CDAP - CR.2024.0007 - 2024-04-15 - A.________/Service des automobiles et de la navigation

15 avril 2024Français18 min

I.

Source vd.ch

TRIBUNAL CANTONAL

COUR DE DROIT ADMINISTRATIF ET PUBLIC

Arrêt du 15 avril 2024

Composition

Mme Imogen Billotte, présidente; M. Christian Michel et

M. Marcel-David Yersin, assesseurs; Mme Cécile Favre, greffière.

Recourant

A.________ à

******** représenté par Me Tony DONNET-MONAY, avocat, à Lausanne,

Autorité intimée

Service des automobiles et de la

navigation, à Lausanne.

Objet

retrait de permis de conduire

Recours A.________ c/ décision sur réclamation du Service

des automobiles et de la navigation du 11 janvier 2024 (retrait de sécurité

du permis de conduire).

Vu les faits suivants:

A.

A.________, né en 1964, domicilié dans le canton de Vaud, est titulaire

du permis de conduire notamment de la catégorie B, depuis 1982. Il ressort du

système d'information relatif à l'admission à la circulation (SIAC) qu'il a

fait l'objet de dix retraits de permis de conduire pour des excès de vitesse

commis entre juin 2004 et avril 2021, de durées allant d'un à quatre mois. Il a

par ailleurs fait l'objet de quatre retraits du permis de conduire pour conduite

en état d'ébriété, pour des faits commis entre juin et août 2018, de durées

allant de sept à douze mois.

L'excès de vitesse commis en avril 2021 a fait

l'objet d'une mesure de retrait du permis de conduire d'une durée d'un mois,

selon la décision du Service des automobiles et de la navigation (ci-après: le

SAN), du 24 septembre 2021. Cette mesure devait être exécutée au plus tard du

23 mars jusqu'au 22 avril 2022 (y compris).

B.

Le 5 avril 2022, le véhicule immatriculé VD ******* a été contrôlé au

moyen d'un appareil de contrôle de vitesse, alors qu'il circulait à Lutry, sur

la route de Lavaux, à une vitesse de 69 km/h, déduction faite d'une marge de

sécurité de 3 km/h, sur un tronçon limité à 50 km/h. A.________ a reconnu être

le conducteur du véhicule au moment des faits, selon l'avis de dénonciation

établi par l'Association Police Lavaux (APOL), le 25 mai 2022.

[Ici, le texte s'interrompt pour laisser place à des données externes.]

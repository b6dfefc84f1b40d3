use async_trait::async_trait;
use chrono::{DateTime, Utc};
use std::collections::HashMap;
use tokio::sync::Mutex;

use crate::storage::errors::StorageError;
use crate::storage::types::StoredSession;

/// Sessions held in process memory; lost on restart
#[derive(Debug, Default)]
pub struct InMemorySessionStore {
    pub(super) entries: Mutex<HashMap<String, StoredSession>>,
}

#[derive(Debug, Clone)]
pub struct RedisSessionStore {
    pub(super) client: redis::Client,
}

#[derive(Debug, Clone)]
pub struct SqliteSessionStore {
    pub(super) pool: sqlx::SqlitePool,
}

#[derive(Debug, Clone)]
pub struct PostgresSessionStore {
    pub(super) pool: sqlx::PgPool,
}

/// Persistence contract for session records.
///
/// Every operation must be strongly consistent for a given session ID and must
/// never leave a partially written record behind. Records past their
/// expiration are only removed when looked up or by [`SessionStore::delete_expired`];
/// backends without native expiry (the SQL ones) need that called periodically.
#[async_trait]
pub trait SessionStore: Send + Sync + 'static {
    /// Prepare the backend (create tables, verify the connection).
    async fn init(&self) -> Result<(), StorageError>;

    /// Fetch the record for `session_id`, if any.
    async fn get(&self, session_id: &str) -> Result<Option<StoredSession>, StorageError>;

    /// Persist a new record.
    ///
    /// Returns [`StorageError::Conflict`] when the ID is already taken; an existing
    /// record is never overwritten.
    async fn create(&self, session: &StoredSession) -> Result<(), StorageError>;

    /// Set the expiration of an existing record. Returns `false` if there is none.
    async fn update_expiration(
        &self,
        session_id: &str,
        expires_at: DateTime<Utc>,
    ) -> Result<bool, StorageError>;

    /// Delete a record. Returns `false` if there was none.
    async fn delete(&self, session_id: &str) -> Result<bool, StorageError>;

    /// Delete every record with `expires_at <= now` and return how many were removed.
    async fn delete_expired(&self, now: DateTime<Utc>) -> Result<u64, StorageError>;
}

Le 29 septembre 2022, A.________ a été dénoncé au préfet

du district de Lavaux-Oron, pour excès de vitesse, avec copie au SAN.

Selon le rapport de l'APOL du 1er mars

2023, il a également été dénoncé pour avoir conduit le 5 avril 2022 en dépit

d'une mesure de retrait du permis de conduire (art. 10 al. 2 et 95 al. 1 de la

loi fédérale du 19 décembre 1958 sur la circulation routière [LCR; RS 741.01])

sur demande du SAN.

C.

Par ordonnance pénale du 24 octobre 2022, A.________ a été condamné à une

amende de 400 fr. pour excès de vitesse (art. 27 al. 1 et 90 al. 1 LCR; art. 4a

al. 1 let. a de l'ordonnance du 13 novembre 1962 sur les règles de la

circulation routière [OCR; RS 741.11]).

Par ordonnance pénale du 15 mars 2023, il a été

condamné pour conduite d'un véhicule automobile, malgré une mesure de retrait

du permis de conduire (art. 95 al. 1 let. b LCR), infraction commise le 5 avril

2022, à 60 jours-amende.

A.________ n'ayant pas formé opposition, ces

ordonnances sont entrées en force et sont exécutoires.

D.

Par avis du 7 juin 2023, le SAN a informé A.________ qu'il envisageait

de prononcer un retrait du permis de conduire de durée

indéterminée mais au minimum de 24 mois (délai d'attente), en raison de l'excès

de vitesse de 19 km/h en localité, commis le 5 avril 2022, et pour avoir

conduit en dépit d'une mesure de retrait du permis de conduire, étant précisé

que la mesure précitée pourrait être révoquée à la condition d'une expertise favorable.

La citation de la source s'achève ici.